The only logical conclusion for a confused and increasingly wary public may be that if the error bars were wrong before, they cannot be trusted now. If they do not in some way encapsulate the “unknowns,” what purpose do they have?

Despite much handwringing, the IPCC has never worked out how to make sense of uncertainty. Take the progress of those errors bars in assessing warming between 1990 and 2100.

The panel’s first assessment, published back in 1990, predicted a warming of 3 degrees C by 2100, with no error bars. The second assessment, in 1995, suggested a warming of between 1 and 3.5 degrees C. The third, in 2001, widened the bars to project a warming of 1.4 to 5.8 degrees C. The fourth assessment in 2007 contracted them again, from 1.8 to 4.0 degrees C. I don’t think the public will be so understanding if they are widened again, but that now seems likely.

Trenberth is nobody’s idea of someone anxious to rock the IPCC boat. He is an IPCC insider, having been lead author on key chapters in both 2001 and 2007, and recently appointed as a review editor for AR5. Back in 2005 he made waves by directly linking Hurricane Katrina to global warming.
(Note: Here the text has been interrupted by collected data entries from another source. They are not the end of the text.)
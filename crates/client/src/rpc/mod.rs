// Path: crates/client/src/rpc/mod.rs
//! An [`AccountFetcher`] backed by a Solana JSON-RPC endpoint.

use async_trait::async_trait;
use base64::engine::general_purpose::STANDARD;
use base64::Engine;
use hapi_api::chain::AccountFetcher;
use hapi_types::app::Pubkey;
use hapi_types::config::{ClientConfig, Commitment};
use hapi_types::error::ChainError;
use serde::Deserialize;
use serde_json::json;
use std::time::Duration;
use tracing::debug;

#[derive(Deserialize)]
struct RpcResponse {
    result: Option<AccountInfoResult>,
    error: Option<RpcErrorBody>,
}

#[derive(Deserialize)]
struct RpcErrorBody {
    code: i64,
    message: String,
}

#[derive(Deserialize)]
struct AccountInfoResult {
    value: Option<AccountInfo>,
}

#[derive(Deserialize)]
struct AccountInfo {
    /// `[payload, encoding]`
    data: (String, String),
}

/// Fetches account data with `getAccountInfo`.
#[derive(Debug, Clone)]
pub struct RpcAccountFetcher {
    endpoint: String,
    commitment: Commitment,
    http: reqwest::Client,
}

impl RpcAccountFetcher {
    /// Builds a fetcher for `config.endpoint` at `config.commitment`.
    pub fn new(config: &ClientConfig) -> Result<Self, ChainError> {
        let http = reqwest::Client::builder()
            .timeout(Duration::from_secs(config.request_timeout_secs))
            .build()
            .map_err(|e| ChainError::Transport(e.to_string()))?;
        Ok(Self {
            endpoint: config.endpoint.clone(),
            commitment: config.commitment,
            http,
        })
    }

    /// The JSON-RPC endpoint.
    pub fn endpoint(&self) -> &str {
        &self.endpoint
    }

    fn request_body(&self, address: &Pubkey) -> serde_json::Value {
        json!({
            "jsonrpc": "2.0",
            "id": 1,
            "method": "getAccountInfo",
            "params": [
                address.to_string(),
                { "encoding": "base64", "commitment": self.commitment.as_str() }
            ]
        })
    }
}

/// Extracts the account bytes from a `getAccountInfo` response body.
pub(crate) fn parse_account_info(body: &str) -> Result<Option<Vec<u8>>, ChainError> {
    let response: RpcResponse = serde_json::from_str(body)
        .map_err(|e| ChainError::Transport(format!("malformed RPC response: {e}")))?;
    if let Some(err) = response.error {
        return Err(ChainError::Transport(format!(
            "RPC error {}: {}",
            err.code, err.message
        )));
    }
    let Some(info) = response.result.and_then(|r| r.value) else {
        return Ok(None);
    };
    let (payload, encoding) = info.data;
    if encoding != "base64" {
        return Err(ChainError::Transport(format!(
            "unexpected account encoding {encoding}"
        )));
    }
    STANDARD
        .decode(payload)
        .map(Some)
        .map_err(|e| ChainError::Transport(format!("invalid base64 account data: {e}")))
}

#[async_trait]
impl AccountFetcher for RpcAccountFetcher {
    async fn get_account_data(&self, address: &Pubkey) -> Result<Option<Vec<u8>>, ChainError> {
        debug!(target: "hapi::rpc", %address, endpoint = %self.endpoint, "getAccountInfo");
        let body = self
            .http
            .post(&self.endpoint)
            .json(&self.request_body(address))
            .send()
            .await
            .and_then(|r| r.error_for_status())
            .map_err(|e| ChainError::Transport(e.to_string()))?
            .text()
            .await
            .map_err(|e| ChainError::Transport(e.to_string()))?;
        parse_account_info(&body)
    }
}

#[cfg(test)]
mod tests {
    use super::*;

    #[test]
    fn parses_present_account() {
        let body = r#"{"jsonrpc":"2.0","result":{"context":{"slot":341},"value":{"data":["BQUBAAAAAAAAAA8=","base64"],"executable":false,"lamports":946560,"owner":"hapiScWyxeZy36fqXD5CcRUYFCUdid26jXaakAtcdZ7","rentEpoch":0}},"id":1}"#;
        assert_eq!(
            parse_account_info(body).unwrap(),
            Some(vec![5, 5, 1, 0, 0, 0, 0, 0, 0, 0, 15])
        );
    }

    #[test]
    fn missing_account_is_none() {
        let body = r#"{"jsonrpc":"2.0","result":{"context":{"slot":341},"value":null},"id":1}"#;
        assert_eq!(parse_account_info(body).unwrap(), None);
    }

    #[test]
    fn rpc_error_is_a_transport_error() {
        let body = r#"{"jsonrpc":"2.0","error":{"code":-32602,"message":"Invalid param: WrongSize"},"id":1}"#;
        assert_eq!(
            parse_account_info(body),
            Err(ChainError::Transport(
                "RPC error -32602: Invalid param: WrongSize".into()
            ))
        );
    }

    #[test]
    fn request_names_commitment_and_encoding() {
        let mut config = ClientConfig::new("http://localhost:8899");
        config.commitment = Commitment::Confirmed;
        let fetcher = RpcAccountFetcher::new(&config).unwrap();
        let body = fetcher.request_body(&Pubkey::default());
        assert_eq!(body["method"], "getAccountInfo");
        assert_eq!(body["params"][0], "11111111111111111111111111111111");
        assert_eq!(body["params"][1]["encoding"], "base64");
        assert_eq!(body["params"][1]["commitment"], "confirmed");
    }
}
But in the past couple of years he has taken a growing interest in highlighting uncertainties in the climate science.

Late last year, bloggers investigating the “climategate” emails highlighted a message he sent to colleagues in which he said it was a “travesty” that scientists could not explain cool years like 2008. His point, made earlier in the journal Current Opinion in Environmental Stability (PDF 749KB), was that “it is not a sufficient explanation to say that a cool year is due to natural variability”. Such explanations, he said, “do not provide the physical mechanisms involved”. He wanted scientists to do better.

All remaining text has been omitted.